Ingredients:

  • 2 lbs Boneless Skinless Chicken Thighs, trimmed
  • 3 cloves Garlic, minced
  • 2 tbsp Fresh Ginger, grated into a paste
  • 1/2 tsp Red Pepper Flakes
  • 1/2 cup Low-Sodium Soy Sauce
  • 1/3 cup Raw Honey
  • 2 tbsp Rice Vinegar
  • 1 tbsp Tomato Paste
  • 1 lb Brussels Sprouts, trimmed and halved
  • 2 tbsp Cornstarch dissolved in 2 tbsp cold water
  • 1 tbsp Toasted Sesame Oil
  • 2 Scallions, thinly sliced
  • 1 tbsp Toasted Sesame Seeds

Instructions:

  1. Trim the chicken. Cut any large pockets of fat from the 2 lbs chicken thighs and pat them dry. Note: Dry meat sears or braises better than wet meat.
  2. Whisk the sauce. In a bowl, combine 1/2 cup soy sauce, 1/3 cup honey, 2 tbsp vinegar, 1 tbsp tomato paste, ginger, garlic, and 1/2 tsp red pepper flakes.
  3. Layer the pot. Place the chicken thighs in the bottom of the crock pot in an even layer.
  4. Add the liquid. Pour the soy ginger mixture over the chicken until every piece is submerged or coated.
  5. Add the sprouts. Place the 1 lb halved Brussels sprouts on top of the chicken.
  6. Slow cook.
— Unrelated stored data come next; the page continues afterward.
//! Archive envelope extraction.
//!
//! The gateway wraps the requested object in a tar stream. Only
//! regular-file entries are considered; directories, links and other
//! special entries are skipped.
//!
//! ## Selection Rule
//!
//! The payload is the FIRST regular-file entry in archive order. Entries
//! are read lazily, so anything after it is never parsed.

use std::io::{Cursor, Read};

use cidfetch_core::FetchError;

/// Extract the payload bytes from a tar envelope.
///
/// Returns [`FetchError::ArchiveFormat`] if the stream is malformed, holds
/// no regular-file entry, or ends before the selected entry's declared size.
pub fn extract_payload(envelope: &[u8]) -> Result<Vec<u8>, FetchError> {
    let mut archive = tar::Archive::new(Cursor::new(envelope));
    let entries = archive
        .entries()
        .map_err(|e| FetchError::ArchiveFormat(format!("cannot read envelope: {e}")))?;

    for entry in entries {
        let mut entry =
            entry.map_err(|e| FetchError::ArchiveFormat(format!("corrupt envelope entry: {e}")))?;
        if !entry.header().entry_type().is_file() {
            continue;
        }
        let name = entry
            .path()
            .map(|p| p.display().to_string())
            .unwrap_or_else(|_| "<unnamed>".to_string());
        // The declared size comes from the gateway; the envelope bounds it.
        let declared = entry.size();
        let reserve = declared.min(envelope.len() as u64);
        let mut buf = Vec::with_capacity(usize::try_from(reserve).unwrap_or(0));
        entry
            .read_to_end(&mut buf)
            .map_err(|e| FetchError::ArchiveFormat(format!("cannot read entry {name}: {e}")))?;
        if buf.len() as u64 != declared {
            return Err(FetchError::ArchiveFormat(format!(
                "truncated entry {name}: header declares {declared} bytes, envelope holds {}",
                buf.len()
            )));
        }
        tracing::debug!(entry = %name, bytes = buf.len(), "selected envelope entry");
        return Ok(buf);
    }

    Err(FetchError::ArchiveFormat(
        "envelope contains no regular file entry".into(),
    ))
}

#[cfg(test)]
mod tests {
    use super::*;
    use cidfetch_core::ErrorKind;

    fn file_header(path: &str, len: usize) -> tar::Header {
        let mut header = tar::Header::new_gnu();
        header.set_path(path).unwrap();
        header.set_size(len as u64);
        header.set_mode(0o644);
        header.set_entry_type(tar::EntryType::Regular);
        header.set_cksum();
        header
    }

    fn dir_header(path: &str) -> tar::Header {
        let mut header = tar::Header::new_gnu();
        header.set_path(path).unwrap();
        header.set_size(0);
        header.set_mode(0o755);
        header.set_entry_type(tar::EntryType::Directory);
        header.set_cksum();
        header
    }

    fn envelope(entries: &[(&str, Option<&[u8]>)]) -> Vec<u8> {
        let mut builder = tar::Builder::new(Vec::new());
        for (path, data) in entries {
            match data {
                Some(bytes) => {
                    let header = file_header(path, bytes.len());
                    builder.append(&header, *bytes).unwrap();
                }
                None => {
                    let header = dir_header(path);
                    builder.append(&header, std::io::empty()).unwrap();
                }
            }
        }
        builder.into_inner().unwrap()
    }

    #[test]
    fn single_file_entry_is_the_payload() {
        let env = envelope(&[("model.bin", Some(&b"\x00\x01"[..]))]);
        assert_eq!(extract_payload(&env).unwrap(), b"\x00\x01");
    }

    #[test]
    fn directories_are_skipped() {
        let env = envelope(&[("QmDir", None), ("QmDir/weights.pt", Some(&b"weights"[..]))]);
        assert_eq!(extract_payload(&env).unwrap(), b"weights");
    }

    #[test]
    fn first_file_entry_wins() {
        let env = envelope(&[("a.bin", Some(&b"first"[..])), ("b.bin", Some(&b"second"[..]))]);
        assert_eq!(extract_payload(&env).unwrap(), b"first");
    }

    #[test]
    fn empty_file_entry_is_a_valid_payload() {
        let env = envelope(&[("empty.bin", Some(&b""[..]))]);
        assert!(extract_payload(&env).unwrap().is_empty());
    }

    #[test]
    fn no_file_entry_is_archive_format_error() {
        let env = envelope(&[("QmDir", None)]);
        let err = extract_payload(&env).unwrap_err();
        assert_eq!(err.kind(), ErrorKind::ArchiveFormat);
    }

    #[test]
    fn empty_body_is_archive_format_error() {
        let err = extract_payload(b"").unwrap_err();
        assert_eq!(err.kind(), ErrorKind::ArchiveFormat);
    }

    #[test]
    fn garbage_body_is_archive_format_error() {
        let garbage = vec![0x5au8; 1024];
        let err = extract_payload(&garbage).unwrap_err();
        assert_eq!(err.kind(), ErrorKind::ArchiveFormat);
    }

    /// Header for a regular file followed by fewer data bytes than declared.
    fn truncated_envelope(declared: u64, data: &[u8]) -> Vec<u8> {
        let mut header = tar::Header::new_gnu();
        header.set_path("model.bin").unwrap();
        header.set_size(declared);
        header.set_mode(0o644);
        header.set_entry_type(tar::EntryType::Regular);
        header.set_cksum();
        let mut env = header.as_bytes().to_vec();
        env.extend_from_slice(data);
        env
    }

    #[test]
    fn truncated_entry_is_archive_format_error() {
        let err = extract_payload(&truncated_envelope(100, &[7u8; 10])).unwrap_err();
        assert_eq!(err.kind(), ErrorKind::ArchiveFormat);
        assert!(format!("{err}").contains("truncated entry"), "{err}");
    }

    #[test]
    fn oversized_declared_size_is_archive_format_error() {
        let err = extract_payload(&truncated_envelope(u64::MAX / 2, &[7u8; 10])).unwrap_err();
        assert_eq!(err.kind(), ErrorKind::ArchiveFormat);
    }
}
Cover and cook on Low for 6 hours until the chicken is tender and yields to a fork.
  7. Prepare the slurry. In a small cup, whisk 2 tbsp cornstarch with 2 tbsp cold water until completely smooth with no lumps.
  8. Thicken the sauce. Remove the lid, stir in the slurry, and cook on High for an additional 15 minutes until the sauce is glossy and coats a spoon.
  9. Finish and serve. Drizzle with 1 tbsp sesame oil and toss gently.
  10. Garnish. Sprinkle with sliced scallions and 1 tbsp toasted sesame seeds just before serving for a fresh crunch.